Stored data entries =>
BEGIN

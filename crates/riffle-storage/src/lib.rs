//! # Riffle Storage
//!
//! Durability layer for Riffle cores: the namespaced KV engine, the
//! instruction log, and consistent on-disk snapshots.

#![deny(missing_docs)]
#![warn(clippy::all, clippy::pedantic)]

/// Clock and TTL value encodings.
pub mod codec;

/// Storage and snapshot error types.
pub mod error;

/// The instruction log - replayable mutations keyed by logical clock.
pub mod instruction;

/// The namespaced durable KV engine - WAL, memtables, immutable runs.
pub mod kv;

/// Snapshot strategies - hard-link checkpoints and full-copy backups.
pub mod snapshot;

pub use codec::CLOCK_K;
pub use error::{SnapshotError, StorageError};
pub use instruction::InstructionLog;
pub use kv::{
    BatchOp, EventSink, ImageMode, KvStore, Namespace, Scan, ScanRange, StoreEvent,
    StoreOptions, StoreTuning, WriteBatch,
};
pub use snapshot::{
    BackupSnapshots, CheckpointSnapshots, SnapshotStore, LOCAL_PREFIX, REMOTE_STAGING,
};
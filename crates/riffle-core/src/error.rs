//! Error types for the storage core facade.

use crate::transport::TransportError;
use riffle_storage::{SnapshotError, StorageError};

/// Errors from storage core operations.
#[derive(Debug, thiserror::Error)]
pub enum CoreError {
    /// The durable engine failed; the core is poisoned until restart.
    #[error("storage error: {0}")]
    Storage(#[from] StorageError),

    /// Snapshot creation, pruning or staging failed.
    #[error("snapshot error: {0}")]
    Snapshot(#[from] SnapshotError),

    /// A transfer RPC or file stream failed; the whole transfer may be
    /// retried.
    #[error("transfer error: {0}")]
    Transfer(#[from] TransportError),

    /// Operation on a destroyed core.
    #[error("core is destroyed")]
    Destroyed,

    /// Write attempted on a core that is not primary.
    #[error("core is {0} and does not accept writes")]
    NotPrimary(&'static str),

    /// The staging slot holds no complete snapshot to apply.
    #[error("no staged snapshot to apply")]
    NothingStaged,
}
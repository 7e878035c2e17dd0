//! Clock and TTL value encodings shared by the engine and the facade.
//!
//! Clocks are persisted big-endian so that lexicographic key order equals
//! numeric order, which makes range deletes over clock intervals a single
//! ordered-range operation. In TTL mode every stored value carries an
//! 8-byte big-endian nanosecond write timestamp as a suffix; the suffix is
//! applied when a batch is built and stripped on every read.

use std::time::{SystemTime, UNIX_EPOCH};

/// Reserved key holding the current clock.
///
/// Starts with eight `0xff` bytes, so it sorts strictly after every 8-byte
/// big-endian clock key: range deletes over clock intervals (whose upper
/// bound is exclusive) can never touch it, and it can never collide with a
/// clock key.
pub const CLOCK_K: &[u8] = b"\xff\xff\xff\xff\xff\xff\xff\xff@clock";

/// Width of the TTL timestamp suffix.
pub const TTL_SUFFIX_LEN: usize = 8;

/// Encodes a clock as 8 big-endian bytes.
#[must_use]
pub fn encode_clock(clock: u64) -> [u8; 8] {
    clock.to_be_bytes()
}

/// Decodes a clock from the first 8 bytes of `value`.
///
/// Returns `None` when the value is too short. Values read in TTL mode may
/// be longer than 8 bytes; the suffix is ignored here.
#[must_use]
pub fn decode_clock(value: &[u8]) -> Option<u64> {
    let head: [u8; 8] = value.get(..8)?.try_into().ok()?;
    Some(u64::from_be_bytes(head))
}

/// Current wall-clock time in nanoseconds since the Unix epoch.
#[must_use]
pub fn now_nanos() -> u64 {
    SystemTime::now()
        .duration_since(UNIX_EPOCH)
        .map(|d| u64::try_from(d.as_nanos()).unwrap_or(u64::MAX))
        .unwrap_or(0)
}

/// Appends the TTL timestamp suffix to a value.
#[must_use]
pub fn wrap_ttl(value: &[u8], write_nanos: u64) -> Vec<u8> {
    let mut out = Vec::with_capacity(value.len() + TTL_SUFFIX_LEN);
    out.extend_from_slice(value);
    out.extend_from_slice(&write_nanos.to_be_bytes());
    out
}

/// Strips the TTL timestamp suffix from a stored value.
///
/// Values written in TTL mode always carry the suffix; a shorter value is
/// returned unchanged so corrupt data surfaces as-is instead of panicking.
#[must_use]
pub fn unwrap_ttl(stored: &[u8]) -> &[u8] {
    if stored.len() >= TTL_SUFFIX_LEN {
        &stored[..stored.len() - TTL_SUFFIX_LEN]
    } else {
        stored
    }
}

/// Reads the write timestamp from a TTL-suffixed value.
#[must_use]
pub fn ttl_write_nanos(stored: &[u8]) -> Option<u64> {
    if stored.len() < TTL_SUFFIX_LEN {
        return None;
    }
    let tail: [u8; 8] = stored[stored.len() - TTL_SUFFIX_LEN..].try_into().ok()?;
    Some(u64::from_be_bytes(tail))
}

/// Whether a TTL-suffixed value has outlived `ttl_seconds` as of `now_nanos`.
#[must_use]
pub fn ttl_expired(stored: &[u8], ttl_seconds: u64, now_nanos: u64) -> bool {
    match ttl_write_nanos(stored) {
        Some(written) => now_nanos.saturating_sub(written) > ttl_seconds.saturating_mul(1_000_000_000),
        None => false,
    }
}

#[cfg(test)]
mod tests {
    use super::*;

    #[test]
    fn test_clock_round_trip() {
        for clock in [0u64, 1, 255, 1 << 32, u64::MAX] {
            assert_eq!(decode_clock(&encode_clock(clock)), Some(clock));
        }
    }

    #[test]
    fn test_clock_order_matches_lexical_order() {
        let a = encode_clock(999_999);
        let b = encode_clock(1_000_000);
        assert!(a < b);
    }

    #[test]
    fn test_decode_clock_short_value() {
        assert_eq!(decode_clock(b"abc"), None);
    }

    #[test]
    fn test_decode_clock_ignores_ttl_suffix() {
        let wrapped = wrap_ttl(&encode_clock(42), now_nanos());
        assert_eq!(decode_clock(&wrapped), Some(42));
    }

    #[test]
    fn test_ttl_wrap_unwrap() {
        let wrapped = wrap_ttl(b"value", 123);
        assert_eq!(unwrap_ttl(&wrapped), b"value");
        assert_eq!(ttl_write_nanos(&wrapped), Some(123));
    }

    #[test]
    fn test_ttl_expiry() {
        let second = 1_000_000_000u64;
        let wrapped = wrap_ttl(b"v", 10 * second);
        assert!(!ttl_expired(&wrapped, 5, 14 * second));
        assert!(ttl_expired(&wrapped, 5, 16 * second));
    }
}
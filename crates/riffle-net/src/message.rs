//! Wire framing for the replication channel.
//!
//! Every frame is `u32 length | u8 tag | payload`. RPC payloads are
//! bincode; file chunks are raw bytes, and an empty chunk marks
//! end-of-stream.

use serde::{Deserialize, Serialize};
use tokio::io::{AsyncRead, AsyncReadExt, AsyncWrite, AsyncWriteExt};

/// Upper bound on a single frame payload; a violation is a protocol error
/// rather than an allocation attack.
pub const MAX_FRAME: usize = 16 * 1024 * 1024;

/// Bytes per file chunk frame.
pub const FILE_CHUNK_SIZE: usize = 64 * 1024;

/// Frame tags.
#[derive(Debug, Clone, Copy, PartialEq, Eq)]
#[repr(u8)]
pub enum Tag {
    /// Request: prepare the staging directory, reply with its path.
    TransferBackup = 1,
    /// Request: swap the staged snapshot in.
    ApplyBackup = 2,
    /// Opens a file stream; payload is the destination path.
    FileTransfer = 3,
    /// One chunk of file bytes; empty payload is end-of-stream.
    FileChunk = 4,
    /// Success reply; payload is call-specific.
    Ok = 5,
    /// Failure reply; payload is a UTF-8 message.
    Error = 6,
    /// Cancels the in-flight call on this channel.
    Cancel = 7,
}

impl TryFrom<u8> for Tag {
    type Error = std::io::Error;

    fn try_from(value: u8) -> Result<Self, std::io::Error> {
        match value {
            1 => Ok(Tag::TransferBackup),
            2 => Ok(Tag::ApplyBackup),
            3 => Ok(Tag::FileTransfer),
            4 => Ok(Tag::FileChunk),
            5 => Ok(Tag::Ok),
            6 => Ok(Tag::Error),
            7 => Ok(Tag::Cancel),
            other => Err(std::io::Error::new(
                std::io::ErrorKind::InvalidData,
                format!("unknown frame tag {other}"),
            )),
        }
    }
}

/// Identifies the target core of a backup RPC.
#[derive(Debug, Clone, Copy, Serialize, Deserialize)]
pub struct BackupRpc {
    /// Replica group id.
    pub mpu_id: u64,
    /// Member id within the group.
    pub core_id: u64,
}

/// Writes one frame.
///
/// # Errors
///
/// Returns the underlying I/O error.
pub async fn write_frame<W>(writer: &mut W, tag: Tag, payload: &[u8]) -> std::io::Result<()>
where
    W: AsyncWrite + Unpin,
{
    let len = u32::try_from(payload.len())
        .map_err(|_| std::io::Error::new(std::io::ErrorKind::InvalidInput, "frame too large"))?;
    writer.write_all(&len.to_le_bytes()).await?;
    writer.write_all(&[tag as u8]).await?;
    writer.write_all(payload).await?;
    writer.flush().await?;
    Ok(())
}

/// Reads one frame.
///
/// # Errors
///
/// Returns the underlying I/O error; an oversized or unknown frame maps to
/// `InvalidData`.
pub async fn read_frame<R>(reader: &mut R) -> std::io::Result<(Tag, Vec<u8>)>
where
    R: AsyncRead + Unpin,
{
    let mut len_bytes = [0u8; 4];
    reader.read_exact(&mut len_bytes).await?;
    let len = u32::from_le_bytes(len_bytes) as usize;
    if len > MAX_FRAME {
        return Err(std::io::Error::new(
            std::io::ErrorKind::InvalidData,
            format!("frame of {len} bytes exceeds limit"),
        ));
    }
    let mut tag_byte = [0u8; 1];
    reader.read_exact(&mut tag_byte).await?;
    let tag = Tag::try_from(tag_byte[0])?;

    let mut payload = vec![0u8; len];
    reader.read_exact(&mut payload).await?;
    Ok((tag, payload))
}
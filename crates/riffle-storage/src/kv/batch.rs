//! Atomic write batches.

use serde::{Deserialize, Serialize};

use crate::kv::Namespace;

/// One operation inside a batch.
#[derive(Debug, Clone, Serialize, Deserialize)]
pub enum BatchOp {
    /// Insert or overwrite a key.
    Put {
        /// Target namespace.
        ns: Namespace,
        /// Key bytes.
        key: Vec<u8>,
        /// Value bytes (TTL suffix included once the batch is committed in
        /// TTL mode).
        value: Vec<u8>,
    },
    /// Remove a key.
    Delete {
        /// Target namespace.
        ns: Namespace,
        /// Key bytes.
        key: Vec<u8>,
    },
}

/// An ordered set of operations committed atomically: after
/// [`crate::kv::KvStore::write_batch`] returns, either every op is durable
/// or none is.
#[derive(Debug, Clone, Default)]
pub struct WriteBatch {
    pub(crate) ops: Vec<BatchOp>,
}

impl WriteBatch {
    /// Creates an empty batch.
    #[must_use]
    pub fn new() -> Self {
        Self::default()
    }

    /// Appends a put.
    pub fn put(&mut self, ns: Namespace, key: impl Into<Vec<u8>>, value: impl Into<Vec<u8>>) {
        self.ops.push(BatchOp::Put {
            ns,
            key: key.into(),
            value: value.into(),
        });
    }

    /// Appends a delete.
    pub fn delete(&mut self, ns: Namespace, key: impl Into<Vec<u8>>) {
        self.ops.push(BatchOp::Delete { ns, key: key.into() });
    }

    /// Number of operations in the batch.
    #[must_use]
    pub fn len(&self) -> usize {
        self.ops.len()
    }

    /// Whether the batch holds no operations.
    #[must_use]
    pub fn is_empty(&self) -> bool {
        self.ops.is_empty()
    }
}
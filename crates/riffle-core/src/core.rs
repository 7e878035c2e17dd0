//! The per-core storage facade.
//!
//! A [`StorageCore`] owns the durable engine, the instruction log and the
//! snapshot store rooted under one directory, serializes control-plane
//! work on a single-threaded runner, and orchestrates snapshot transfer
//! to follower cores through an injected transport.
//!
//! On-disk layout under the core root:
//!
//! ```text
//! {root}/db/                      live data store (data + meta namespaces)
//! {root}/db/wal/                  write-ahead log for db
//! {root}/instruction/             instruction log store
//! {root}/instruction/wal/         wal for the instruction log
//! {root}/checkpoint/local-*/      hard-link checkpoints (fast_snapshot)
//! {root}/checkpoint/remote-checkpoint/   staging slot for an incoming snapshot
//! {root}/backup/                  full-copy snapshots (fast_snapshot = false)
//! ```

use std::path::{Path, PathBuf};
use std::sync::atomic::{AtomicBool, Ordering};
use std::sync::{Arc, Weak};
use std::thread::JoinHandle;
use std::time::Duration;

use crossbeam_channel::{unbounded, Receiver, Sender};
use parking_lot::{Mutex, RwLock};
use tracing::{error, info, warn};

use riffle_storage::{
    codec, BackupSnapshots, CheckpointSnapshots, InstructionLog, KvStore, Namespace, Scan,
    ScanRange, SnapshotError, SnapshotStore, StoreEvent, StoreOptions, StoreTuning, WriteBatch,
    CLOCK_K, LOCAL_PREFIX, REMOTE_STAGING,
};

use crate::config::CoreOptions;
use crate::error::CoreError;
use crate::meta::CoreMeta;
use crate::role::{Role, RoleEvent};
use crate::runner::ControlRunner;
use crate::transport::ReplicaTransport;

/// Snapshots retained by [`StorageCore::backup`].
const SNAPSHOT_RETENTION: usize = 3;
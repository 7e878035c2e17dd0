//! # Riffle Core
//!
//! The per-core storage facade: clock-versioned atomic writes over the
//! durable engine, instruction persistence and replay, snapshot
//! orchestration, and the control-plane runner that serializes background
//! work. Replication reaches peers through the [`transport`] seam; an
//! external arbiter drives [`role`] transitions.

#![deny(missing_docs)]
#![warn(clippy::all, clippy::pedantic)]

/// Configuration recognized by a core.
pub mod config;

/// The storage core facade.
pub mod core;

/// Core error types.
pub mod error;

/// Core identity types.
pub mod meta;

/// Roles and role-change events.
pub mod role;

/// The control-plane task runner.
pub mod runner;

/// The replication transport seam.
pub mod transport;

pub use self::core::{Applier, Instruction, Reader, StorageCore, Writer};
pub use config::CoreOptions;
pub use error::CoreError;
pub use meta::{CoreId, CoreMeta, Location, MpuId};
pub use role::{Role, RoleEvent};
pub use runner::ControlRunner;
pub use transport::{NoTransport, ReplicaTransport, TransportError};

END

ACTION ITEM =>
One stretch of the lines above is wanted, from the line that contains "the current clock." through the line that contains "out.extend_from_slice(value);". Output it exactly.

ANSWER TO THE EXERCISE =>
/// Reserved key holding the current clock.
///
/// Starts with eight `0xff` bytes, so it sorts strictly after every 8-byte
/// big-endian clock key: range deletes over clock intervals (whose upper
/// bound is exclusive) can never touch it, and it can never collide with a
/// clock key.
pub const CLOCK_K: &[u8] = b"\xff\xff\xff\xff\xff\xff\xff\xff@clock";

/// Width of the TTL timestamp suffix.
pub const TTL_SUFFIX_LEN: usize = 8;

/// Encodes a clock as 8 big-endian bytes.
#[must_use]
pub fn encode_clock(clock: u64) -> [u8; 8] {
    clock.to_be_bytes()
}

/// Decodes a clock from the first 8 bytes of `value`.
///
/// Returns `None` when the value is too short. Values read in TTL mode may
/// be longer than 8 bytes; the suffix is ignored here.
#[must_use]
pub fn decode_clock(value: &[u8]) -> Option<u64> {
    let head: [u8; 8] = value.get(..8)?.try_into().ok()?;
    Some(u64::from_be_bytes(head))
}

/// Current wall-clock time in nanoseconds since the Unix epoch.
#[must_use]
pub fn now_nanos() -> u64 {
    SystemTime::now()
        .duration_since(UNIX_EPOCH)
        .map(|d| u64::try_from(d.as_nanos()).unwrap_or(u64::MAX))
        .unwrap_or(0)
}

/// Appends the TTL timestamp suffix to a value.
#[must_use]
pub fn wrap_ttl(value: &[u8], write_nanos: u64) -> Vec<u8> {
    let mut out = Vec::with_capacity(value.len() + TTL_SUFFIX_LEN);
    out.extend_from_slice(value);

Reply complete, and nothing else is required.